KQCJ
- Cambridge, Illinois; United States;
- Broadcast area: Quad Cities
- Frequency: 93.9 MHz
- Branding: Planet 93.9

Programming
- Format: Alternative rock

Ownership
- Owner: Fletcher M. Ford; (Virden Broadcasting Corp.);
- Sister stations: WJRE, WKEI

History
- First air date: 2003 (as WYEC)
- Former call signs: WYEC (2003–2016)
- Call sign meaning: K Quad Cities Jack (previous format)

Technical information
- Licensing authority: FCC
- Facility ID: 70277
- Class: A
- ERP: 4,200 watts
- HAAT: 120 meters (390 ft)
- Transmitter coordinates: 41° 22' 56" N, 90° 10' 47" W

Links
- Public license information: Public file; LMS;
- Webcast: Listen Live
- Website: planet939.com

= KQCJ =

KQCJ (93.9 FM) is a commercial radio station, licensed to Cambridge, Illinois and serving the Quad Cities radio market. Known as "Planet 93.9" the station airs an alternative rock radio format. It is operated by Fletcher M. Ford, of Regional Media, a Virden Broadcasting Corporation. KQCJ's studios and offices are located in Davenport.

KQCJ has an effective radiated power (ERP) of 4,200 watts. The transmitter is located in Munson Township, Illinois, off North 1600th Avenue.

==History==
===WKEI-FM, WJRE, WYEC===
The station began in May 1966 as WKEI-FM, licensed to of Kewanee, Illinois, broadcasting at 92.1 MHz. It was co-owned with WKEI 1450 AM. At first, the simulcast the same programming. They were owned by J.F. McNaughton. The call sign later changed to WJRE in 1974, and the frequency moved to 93.9 in October 1996.

In 2007, the station received authorization to change its city of license to Cambridge, and to move its transmitter site to provide a rimshot signal to the Quad Cities radio market. WYEC had initially been an easy listening station (Your Easy Choice). Over time, the format switched to oldies and classic hits, with a playlist spanning the mid-1960s through 1980s. WYEC was also the radio affiliate for the now-defunct Quad City Flames American Hockey League (AHL) team from October 2007 to April 2009. The station's major competition was KUUL (101.3 FM), whose playlist at the time focused on the 1960s and 1970s.

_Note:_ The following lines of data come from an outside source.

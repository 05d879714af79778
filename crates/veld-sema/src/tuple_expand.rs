//! Tuple delegate expansion.
//!
//! An argument whose type delegates to a tuple member stands for several
//! values at once. Expansion rewrites an expression list in place, splicing
//! one member access per tuple element where the original expression stood.
//! The matched expression need not delegate to the tuple directly; a chain
//! of single non-tuple delegates ending in a tuple delegate also counts.

use rustc_hash::FxHashSet;
use veld_types::{DelegateSymbol, SymbolId, SymbolKind, TypeId, TypeTable};

use crate::convert::delegate_target_type;
use crate::expr::Expr;

/// Find the tuple symbol an expression's type ultimately delegates to, or
/// `None` if the type does not forward to a tuple of two or more elements.
///
/// Follows chains of sole non-tuple delegates. A seen-set cuts cyclic
/// chains; a cycle means no tuple is reachable.
pub fn find_tuple_delegate(table: &mut TypeTable, expr: &Expr) -> Option<SymbolId> {
    let mut seen: FxHashSet<TypeId> = FxHashSet::default();
    let mut ty = expr.ty;
    loop {
        let agg = table.aggregate_of(ty)?;
        if !seen.insert(ty) {
            return None;
        }
        let sole = table.delegation(agg).sole()?;
        match sole {
            DelegateSymbol::Tuple(sym) => {
                let SymbolKind::Tuple { elements } = &table.symbol(sym).kind else {
                    return None;
                };
                // A 0- or 1-element tuple gains nothing from expansion.
                return (elements.len() >= 2).then_some(sym);
            }
            other => {
                let (next, _) = delegate_target_type(table, ty, other)?;
                if next.is_error() {
                    return None;
                }
                ty = next;
            }
        }
    }
}

fn element_type(table: &TypeTable, elem: SymbolId) -> TypeId {
    match table.symbol(elem).kind {
        SymbolKind::Field { ty } => ty,
        _ => TypeId::ERROR,
    }
}

/// Expand the first tuple-delegating expression in `exprs` at or after
/// index `from`. The matched expression is replaced by one member access
/// per tuple element, in element order. Returns the index of the expansion
/// so the caller can resume scanning past the spliced elements, or `None`
/// when nothing at or after `from` expands.
pub fn expand_tuple_delegations(
    table: &mut TypeTable,
    exprs: &mut Vec<Expr>,
    from: usize,
) -> Option<usize> {
    for u in from..exprs.len() {
        let Some(tuple_sym) = find_tuple_delegate(table, &exprs[u]) else {
            continue;
        };
        let SymbolKind::Tuple { elements } = &table.symbol(tuple_sym).kind else {
            continue;
        };
        let elements = elements.clone();
        let base = exprs.remove(u);
        tracing::debug!(
            ty = %table.display_type(base.ty),
            count = elements.len(),
            "expanding tuple delegate"
        );
        for (i, elem) in elements.into_iter().enumerate() {
            let ty = element_type(table, elem);
            exprs.insert(u + i, Expr::member(base.clone(), elem, ty));
        }
        return Some(u);
    }
    None
}

#[cfg(test)]
mod tests {
    use super::*;
    use crate::expr::ExprKind;
    use veld_types::{AggregateKind, Qualifiers, TypeKind};

    fn var(table: &mut TypeTable, name: &str, ty: TypeId) -> Expr {
        let atom = table.intern_name(name);
        Expr::var(atom, ty)
    }

    #[test]
    fn non_tuple_delegation_does_not_expand() {
        let mut table = TypeTable::new();
        let int = table.intern(TypeKind::Int32, Qualifiers::empty());
        let s = table.new_aggregate("S", AggregateKind::Value);
        let f = table.add_field(s, "value", int);
        table.delegation_mut(s).push(DelegateSymbol::Field(f));
        let s_ty = table.aggregate_type(s);

        let e = var(&mut table, "s", s_ty);
        assert_eq!(find_tuple_delegate(&mut table, &e), None);
    }

    #[test]
    fn chained_delegation_reaches_the_tuple() {
        let mut table = TypeTable::new();
        let int = table.intern(TypeKind::Int32, Qualifiers::empty());
        let long = table.intern(TypeKind::Int64, Qualifiers::empty());

        let inner = table.new_aggregate("Inner", AggregateKind::Value);
        let tuple = table.add_tuple(inner, "pair", [("a", int), ("b", long)]);
        table.delegation_mut(inner).push(DelegateSymbol::Tuple(tuple));
        let inner_ty = table.aggregate_type(inner);

        let outer = table.new_aggregate("Outer", AggregateKind::Value);
        let f = table.add_field(outer, "inner", inner_ty);
        table.delegation_mut(outer).push(DelegateSymbol::Field(f));
        let outer_ty = table.aggregate_type(outer);

        let e = var(&mut table, "o", outer_ty);
        assert_eq!(find_tuple_delegate(&mut table, &e), Some(tuple));
    }

    #[test]
    fn cyclic_chain_yields_no_tuple() {
        let mut table = TypeTable::new();
        let a = table.new_aggregate("A", AggregateKind::Value);
        let b = table.new_aggregate("B", AggregateKind::Value);
        let a_ty = table.aggregate_type(a);
        let b_ty = table.aggregate_type(b);
        let fa = table.add_field(a, "b", b_ty);
        table.delegation_mut(a).push(DelegateSymbol::Field(fa));
        let fb = table.add_field(b, "a", a_ty);
        table.delegation_mut(b).push(DelegateSymbol::Field(fb));

        let e = var(&mut table, "a", a_ty);
        assert_eq!(find_tuple_delegate(&mut table, &e), None);
    }

    #[test]
    fn expansion_splices_member_accesses_in_place() {
        let mut table = TypeTable::new();
        let int = table.intern(TypeKind::Int32, Qualifiers::empty());
        let long = table.intern(TypeKind::Int64, Qualifiers::empty());
        let s = table.new_aggregate("Pair", AggregateKind::Value);
        let tuple = table.add_tuple(s, "fields", [("a", int), ("b", long)]);
        table.delegation_mut(s).push(DelegateSymbol::Tuple(tuple));
        let s_ty = table.aggregate_type(s);

        let e0 = var(&mut table, "x", int);
        let e1 = var(&mut table, "p", s_ty);
        let e2 = var(&mut table, "y", long);
        let mut exprs = vec![e0, e1, e2];

        assert_eq!(expand_tuple_delegations(&mut table, &mut exprs, 0), Some(1));
        assert_eq!(exprs.len(), 4);
        assert_eq!(exprs[0].ty, int);
        assert!(matches!(exprs[1].kind, ExprKind::Member { .. }));
        assert_eq!(exprs[1].ty, int);
        assert!(matches!(exprs[2].kind, ExprKind::Member { .. }));
        assert_eq!(exprs[2].ty, long);
        assert_eq!(exprs[3].ty, long);

        // Both spliced accesses share the matched expression as their base.
        for spliced in &exprs[1..3] {
            let ExprKind::Member { base, .. } = &spliced.kind else {
                panic!("expected member access");
            };
            assert_eq!(base.ty, s_ty);
        }

        // Resuming past the splice finds nothing more to expand.
        assert_eq!(expand_tuple_delegations(&mut table, &mut exprs, 3), None);
    }

    #[test]
    fn single_element_tuple_is_left_alone() {
        let mut table = TypeTable::new();
        let int = table.intern(TypeKind::Int32, Qualifiers::empty());
        let s = table.new_aggregate("S", AggregateKind::Value);
        let tuple = table.add_tuple(s, "one", [("a", int)]);
        table.delegation_mut(s).push(DelegateSymbol::Tuple(tuple));
        let s_ty = table.aggregate_type(s);

        let e = var(&mut table, "s", s_ty);
        assert_eq!(find_tuple_delegate(&mut table, &e), None);
    }
}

Upon KUUL's switch to a Top 40 format in February 2012, WYEC – then called "The New Oldies" – responded by adding a program devoted to music of the 1950s and 1960s on Fridays. The station's branding was also changed to "Rewind 93.9." In addition to local programming, KYEC carried the syndicated Tom Kent Radio Network. Sports programming included Illinois State University athletics and Rock Island High School/Western Big 6 Conference sporting events, eventually switching to Bettendorf High School athletics.

Competing oldies station KJOC (1170 AM) switched to all sports in May 2014. The flip left WYEC as the market's only full-time oldies station, although another local station, adult contemporary-formatted KMXG, featured weekend programming devoted to music of the 1970s through 1990s. Then in January 2016, WQUD-FM signed on the air. However, unlike WQUD's format of 1950s and 1960s pop music and country music from the 1990s and earlier, WYEC continued to devote itself to pop, rock and soul music of the 1960s, 1970s and 1980s.

===Jack FM as KQCJ (2016–2020)===
On August 30, 2016, WYEC announced plans to drop its oldies format and move to adult hits under the "Jack FM" brand. It switched call letters KQCJ on September 1.

The initial playlist was set to be a mix of rock, country and pop and spanning the late 1960s through the late 2000s. Even though most Jack FM stations have no disc jockeys, an on-air staff of six was hired for KQCJ.

===Planet 93.9===
On April 22, 2020, KQCJ flipped to a wide-ranging alternative rock format, branded as "Planet 93.9." The flip brings the "Planet" branding back to the market for the first time since 2000, when it aired on KORB (93.5 FM). In addition, the station reunited Dave Levora and Darren Pitra, previously on WXLP (Levora was also a DJ at KORB) and KBOB, to host mornings. The flip leaves KMCN as the sole adult hits station for the market, with KQCJ now primarily competing against WLLR-HD2/K283BV and KJOC (the former KORB), and to a lesser extent, KCQQ.